В мае в Стокгольме получено было известие, что в Петербурге принят союзный договор и согласились платить субсидии на четыре года, по 100000 рублей ежегодно, но с тем, чтоб дача этих субсидий содержалась в секрете. Это условие всех удивило: зачем скрывать то, что могло бы произвести на шведский народ благоприятное впечатление?
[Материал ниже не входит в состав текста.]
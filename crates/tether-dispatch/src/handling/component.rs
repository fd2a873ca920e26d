//! Component (button and select menu) handling.

use std::sync::Arc;

use tracing::{error, warn};

use tether_core::custom_id::CustomId;
use tether_core::event::{InteractionEvent, InteractionKind};

use super::Engine;
use crate::adapt::raw_to_arg;
use crate::context::InvocationContext;
use crate::runtime::Runtime;

pub(crate) async fn handle(engine: &Engine, runtime: &Runtime, event: Arc<InteractionEvent>) {
    let InteractionKind::Component { custom_id, values } = event.kind() else {
        return;
    };

    // the supervisor validated the id before routing; a parse failure here
    // means the event reached the wrong queue
    let custom = match CustomId::parse(custom_id) {
        Ok(custom) => custom,
        Err(parse_error) => {
            warn!(custom_id = %custom_id, error = %parse_error, "Unparsable component id");
            return;
        }
    };

    let definition = match engine.registry.get_component(custom.definition_id()) {
        Ok(definition) => definition,
        Err(lookup_error) => {
            error!(
                id = %custom.definition_id(),
                error = %lookup_error,
                "Component id does not resolve to a component definition"
            );
            engine
                .send_cancellation(runtime, &event, None, engine.messages.unknown_interaction())
                .await;
            return;
        }
    };

    let args = values.iter().map(raw_to_arg).collect();
    let run_middlewares = !custom.is_independent() || engine.config.independent_middlewares;

    let ctx = InvocationContext::new(event, definition, args, runtime.kv());
    engine.finish(runtime, ctx, run_middlewares).await;
}
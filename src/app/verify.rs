use crate::control::{verify_fingerprint, Wall};
use crate::error;
use crate::model::*;
use crate::util::misc::*;

// 局終了後に公開された牌山と局開始時のハッシュ値を照合する
#[derive(Debug)]
pub struct VerifyApp {
    fingerprint: String,
    tail: String,
    wall_file: String,
}

impl VerifyApp {
    pub fn new(args: Vec<String>) -> Self {
        use std::process::exit;

        let mut app = Self {
            fingerprint: String::new(),
            tail: String::new(),
            wall_file: String::new(),
        };

        let mut it = args.iter();
        while let Some(s) = it.next() {
            match s.as_str() {
                "-f" => app.fingerprint = next_value(&mut it, s),
                "-t" => app.tail = next_value(&mut it, s),
                "-w" => app.wall_file = next_value(&mut it, s),
                opt => {
                    error!("unknown option: {}", opt);
                    exit(0);
                }
            }
        }

        if app.fingerprint.is_empty() {
            error!("fingerprint(-f) not specified");
            exit(0);
        }
        if app.tail.is_empty() == app.wall_file.is_empty() {
            error!("specify either tiles(-t) or wall file(-w)");
            exit(0);
        }

        app
    }

    pub fn run(&mut self) {
        match self.verify() {
            Ok(true) => println!("ok"),
            Ok(false) => println!("ng"),
            Err(e) => error!("{}", e),
        }
    }

    fn verify(&self) -> Res<bool> {
        let tail = if self.wall_file.is_empty() {
            tiles_from_ids(&self.tail)?
        } else {
            let exp = std::fs::read_to_string(&self.wall_file)?;
            let wall = Wall::from_permutation(tiles_from_ids(&exp)?)?;
            wall.undealt_tail().to_vec()
        };
        Ok(verify_fingerprint(&tail, &self.fingerprint))
    }
}

#[test]
fn test_verify() {
    let wall = Wall::arranged(&["m123", "", "", ""], "", 3).unwrap();
    let ids: Vec<String> = wall
        .undealt_tail()
        .iter()
        .map(|t| t.id().to_string())
        .collect();

    let app = VerifyApp::new(vec![
        "-f".into(),
        wall.fingerprint().to_uppercase(),
        "-t".into(),
        ids.join(","),
    ]);
    assert!(app.verify().unwrap());

    let app = VerifyApp::new(vec![
        "-f".into(),
        wall.fingerprint().into(),
        "-t".into(),
        ids[1..].join(","),
    ]);
    assert!(!app.verify().unwrap());

    let app = VerifyApp::new(vec!["-f".into(), "00".into(), "-t".into(), "x".into()]);
    assert!(app.verify().is_err());
}
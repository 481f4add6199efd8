use rand::prelude::*;
use sha2::{Digest, Sha256};

use crate::error::{EngineError, EngineResult};
use crate::model::*;

// 牌山
// 先頭から配牌・ツモを行う 嶺上牌とドラ表示牌は枚数のみ管理
#[derive(Debug, Clone)]
pub struct Wall {
    tiles: Vec<Tile>,                  // 牌山全体 (=136)
    drawn: usize,                      // 配牌とツモで使用した枚数
    pub dora_indicator_count: usize,   // 公開済みのドラ表示牌の数
    pub replacement_tile_count: usize, // 嶺上牌をツモった回数
    fingerprint: String,               // 配牌後の残り牌山のハッシュ値
}

impl Wall {
    pub fn shuffled<R: Rng + ?Sized>(rng: &mut R) -> Self {
        let mut tiles: Vec<Tile> = all_tiles().collect();
        tiles.shuffle(rng);
        Self::with_tiles(tiles)
    }

    // 外部から与えられた並びで牌山を生成 (テスト・再現用)
    pub fn from_permutation(tiles: Vec<Tile>) -> EngineResult<Self> {
        if tiles.len() != TILE_COUNT {
            return Err(EngineError::Validation(format!(
                "wall must have {} tiles, got {}",
                TILE_COUNT,
                tiles.len()
            )));
        }
        let mut seen = [false; TILE_COUNT];
        for t in &tiles {
            if seen[t.id()] {
                return Err(EngineError::Validation(format!(
                    "duplicated tile in wall: {:?}",
                    t
                )));
            }
            seen[t.id()] = true;
        }
        Ok(Self::with_tiles(tiles))
    }

    // 作為的な牌山を生成 指定がない場所はシード値に従ってランダムに埋める
    // hands: 各プレイヤーの配牌 (最大13枚), deals: ツモ山 (最初の牌は親の14枚目)
    pub fn arranged(hands: &[&str; SEAT], deals: &str, seed: u64) -> Result<Self, String> {
        let mut used = [false; TILE_COUNT];
        let mut hs = vec![];
        for h in hands {
            let tiles = alloc_tiles_from_string(h, &mut used)?;
            if tiles.len() > HAND_SIZE {
                return Err(format!("too many tiles in hand: {}", h));
            }
            hs.push(tiles);
        }
        let deals = alloc_tiles_from_string(deals, &mut used)?;

        // 余った牌をランダムにシャッフル
        let mut remain: Vec<Tile> = all_tiles().filter(|t| !used[t.id()]).collect();
        let mut rng: rand::rngs::StdRng = rand::SeedableRng::seed_from_u64(seed);
        remain.shuffle(&mut rng);

        let mut tiles = vec![];
        for h in hs {
            let n = HAND_SIZE - h.len();
            tiles.extend(h);
            move_tiles(&mut remain, &mut tiles, n);
        }
        tiles.extend(deals);
        tiles.append(&mut remain);

        Self::from_permutation(tiles).map_err(|e| e.to_string())
    }

    fn with_tiles(tiles: Vec<Tile>) -> Self {
        let fingerprint = fingerprint_of(&tiles[DEAL_COUNT..]);
        Self {
            tiles,
            drawn: 0,
            dora_indicator_count: 0,
            replacement_tile_count: 0,
            fingerprint,
        }
    }

    // 配牌 各プレイヤーに13枚ずつ配った後,親(seat0)に14枚目を配る
    pub fn deal(&mut self) -> [Vec<Tile>; SEAT] {
        let mut hands: [Vec<Tile>; SEAT] = Default::default();
        let mut cursor = 0;
        for h in hands.iter_mut() {
            *h = self.tiles[cursor..cursor + HAND_SIZE].to_vec();
            cursor += HAND_SIZE;
        }
        hands[0].push(self.tiles[cursor]);

        self.drawn = DEAL_COUNT;
        self.dora_indicator_count = 1;
        self.replacement_tile_count = 0;
        hands
    }

    // ツモ 牌山が尽きている場合は呼び出し側の誤り
    pub fn draw(&mut self) -> EngineResult<Tile> {
        if self.is_exhausted() {
            return Err(EngineError::Exhausted);
        }
        let t = self.tiles[self.drawn];
        self.drawn += 1;
        Ok(t)
    }

    #[inline]
    pub fn drawn(&self) -> usize {
        self.drawn
    }

    #[inline]
    pub fn remaining(&self) -> usize {
        TILE_COUNT - self.drawn
    }

    #[inline]
    pub fn is_exhausted(&self) -> bool {
        self.drawn >= TILE_COUNT
    }

    #[inline]
    pub fn fingerprint(&self) -> &str {
        &self.fingerprint
    }

    #[inline]
    pub fn tiles(&self) -> &[Tile] {
        &self.tiles
    }

    // 配牌で使用しなかった部分 (ハッシュ値の対象)
    #[inline]
    pub fn undealt_tail(&self) -> &[Tile] {
        &self.tiles[DEAL_COUNT..]
    }
}

fn move_tiles(source: &mut Vec<Tile>, target: &mut Vec<Tile>, count: usize) {
    for _ in 0..count {
        if let Some(t) = source.pop() {
            target.push(t);
        }
    }
}

// 牌の文字列表現("m1p0z7"...)を連結したもののSHA-256
pub fn fingerprint_of(tiles: &[Tile]) -> String {
    let data: String = tiles.iter().map(|t| t.to_string()).collect();
    format!("{:x}", Sha256::digest(data.as_bytes()))
}

// 局終了後に公開された牌山がハッシュ値と一致するかを検証
pub fn verify_fingerprint(tail: &[Tile], fingerprint: &str) -> bool {
    fingerprint_of(tail) == fingerprint.to_lowercase()
}

#[cfg(test)]
fn sorted_wall() -> Wall {
    Wall::from_permutation(all_tiles().collect()).unwrap()
}

#[test]
fn test_deal() {
    let mut wall = sorted_wall();
    let hands = wall.deal();
    assert_eq!(hands[0].len(), 14);
    assert_eq!(hands[1].len(), 13);
    assert_eq!(hands[0][0], Tile(0));
    assert_eq!(hands[0][13], Tile(52));
    assert_eq!(hands[1][0], Tile(13));
    assert_eq!(hands[3][12], Tile(51));
    assert_eq!(wall.drawn(), 53);
    assert_eq!(wall.remaining(), 83);
    assert_eq!(wall.dora_indicator_count, 1);

    assert_eq!(wall.draw().unwrap(), Tile(53));
    assert_eq!(wall.drawn(), 54);
}

#[test]
fn test_draw_until_exhausted() {
    let mut wall = sorted_wall();
    wall.deal();
    for _ in DEAL_COUNT..TILE_COUNT {
        assert!(wall.draw().is_ok());
    }
    assert!(wall.is_exhausted());
    assert_eq!(wall.draw(), Err(EngineError::Exhausted));
    assert_eq!(wall.drawn(), TILE_COUNT);
}

#[test]
fn test_arranged_wall() {
    let hands = ["m123", "", "p111z11", ""];
    let mut wall = Wall::arranged(&hands, "z7s0", 0).unwrap();
    let hs = wall.deal();
    assert_eq!(&hs[0][..3], &tiles_from_string("m123").unwrap()[..]);
    assert_eq!(hs[0][13].to_string(), "z7");
    assert_eq!(hs[2][4].to_string(), "z1");
    assert_eq!(hs[3].len(), HAND_SIZE);
    assert_eq!(wall.draw().unwrap(), Tile(88));

    assert!(Wall::arranged(&["m11111", "", "", ""], "", 0).is_err());
    assert!(Wall::arranged(&["m11112222333344", "", "", ""], "", 0).is_err());
}

#[test]
fn test_from_permutation() {
    let mut tiles: Vec<Tile> = all_tiles().collect();
    tiles.pop();
    assert!(Wall::from_permutation(tiles.clone()).is_err());
    tiles.push(Tile(0));
    assert!(Wall::from_permutation(tiles).is_err());
}

#[test]
fn test_fingerprint() {
    let mut rng = rand::rngs::StdRng::seed_from_u64(7);
    let mut wall = Wall::shuffled(&mut rng);
    let fp = wall.fingerprint().to_string();
    assert_eq!(fp.len(), 64);

    // 配牌・ツモで変化しない
    wall.deal();
    wall.draw().unwrap();
    assert_eq!(wall.fingerprint(), fp);
    assert!(verify_fingerprint(wall.undealt_tail(), &fp));
    assert!(verify_fingerprint(wall.undealt_tail(), &fp.to_uppercase()));

    let mut tail = wall.undealt_tail().to_vec();
    tail.swap(0, 1);
    assert!(tail[0].kind() == tail[1].kind() || !verify_fingerprint(&tail, &fp));

    assert_eq!(
        fingerprint_of(&[]),
        "e3b0c44298fc1c149afbf4c8996fb92427ae41e4649b934ca495991b7852b855"
    );
}

#[cfg(test)]
mod proptests {
    use proptest::prelude::*;

    use super::*;

    proptest! {
        // 任意の並びで配牌と残りの牌山が136枚を重複なく分割する
        #[test]
        fn deal_partitions_all_tiles(seed in any::<u64>()) {
            let mut rng = rand::rngs::StdRng::seed_from_u64(seed);
            let mut wall = Wall::shuffled(&mut rng);
            let hands = wall.deal();
            prop_assert_eq!(hands[0].len(), HAND_SIZE + 1);
            for h in &hands[1..] {
                prop_assert_eq!(h.len(), HAND_SIZE);
            }

            let mut seen = [false; TILE_COUNT];
            let rest = wall.undealt_tail().to_vec();
            for t in hands.iter().flatten().chain(rest.iter()) {
                prop_assert!(!seen[t.id()]);
                seen[t.id()] = true;
            }
            prop_assert!(seen.iter().all(|&b| b));
        }
    }
}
Между тем прусские победы радовали членов франко-прусской партии; кронпринцесса показывала Любрасу письмо брата: «Я искал неприятелей и, нашедши, напал на них и совершенно побил, иначе в день Ульрики и случиться не могло; все принцы в добром здоровье, войска мои преследуют неприятеля, и я, обнимая вас, сбираюсь к ним ехать». Король при этом известии обнаруживал совершенное равнодушие, не зная, какую сторону принять; но прусская партия не довольствовалась равнодушием, и Чернев в начале июня писал канцлеру: «Приверженцы Франции и Пруссии стараются всеми силами уговорить короля ехать в Германию, ибо во время его отсутствия правление поручится коронному наследнику, который будет иметь тогда в Сенате три голоса и по горячей привязанности к жене и по коварным советам графа Тессина будет содействовать исполнению их планов». Одним словом, писал Чернев, «здешнее положение дел час от часу становится серьезнее и требует бдительной осторожности». Такого рода известия заставили императрицу написать наследному принцу 6 июля такое письмо:
«Светлейший кронпринц, дружебно любезный племянник! Колико я во всем том, что до вашего королев, высочества касаться могло, интересовалася и как лучшую вашу пользу поспешествовать рачительно искала, о том, уповаю, вы сами больше, нежели кто, удостоверены. Мои о вашем королевском высочестве сентименты как всегда единственно в виду имели ваше благополучие, так ныне безотменны, наиглавнейше о вашем постоянном благосостоянии усердствуя. Оным бы ущерб причинен был, когда б я не так откровенно с вами изъяснялася, как существительный ваш интерес натурально научает, и я по ближнему свойству обязанною к тому себя признаваю. Итако, я скрыть от вас не хочу, что от некоторого времени слышу, каким образом ваше королев. высочество всю вашу доверенность на таких людей положили, кои, как известно, во время вашего на рейхстаге обирания, толь явно о биркенфельдском князе труды прилагая, всеми удобовозможными образы хотели мои старания ни во что обратить, следовательно же, ваше возвышение не допустить, и ныне прилежать и все то непрестанно своими вымышлениями вселять стараясь, еже бы ваше королев. высочество от меня отдалить могло. По таком опыте их доброжелательства все употребляемые от них ласкательства не инако, но за скрытные хитрости справедливо признаваемы быть имеют, яко же, как о том сюда подтвердительное известие подано, не для чего, но вам во вред между королем и вашим королевским высочеством холодность воспричинствовали и вашу ко мне вначале оказанную конфиденцию умалили. А притворными своими происками в Швеции суверенство восставить и показанием легких вам к тому способов ищут, обнадежась вашею к себе доверенностью, шведский народ толико о своей вольности и нынешней форме правительства ревнующий против вас возбудить, и тем коварства свои соверша, толь легче давнего их злого намерения к невозвратному вашему предосуждению достигнуть.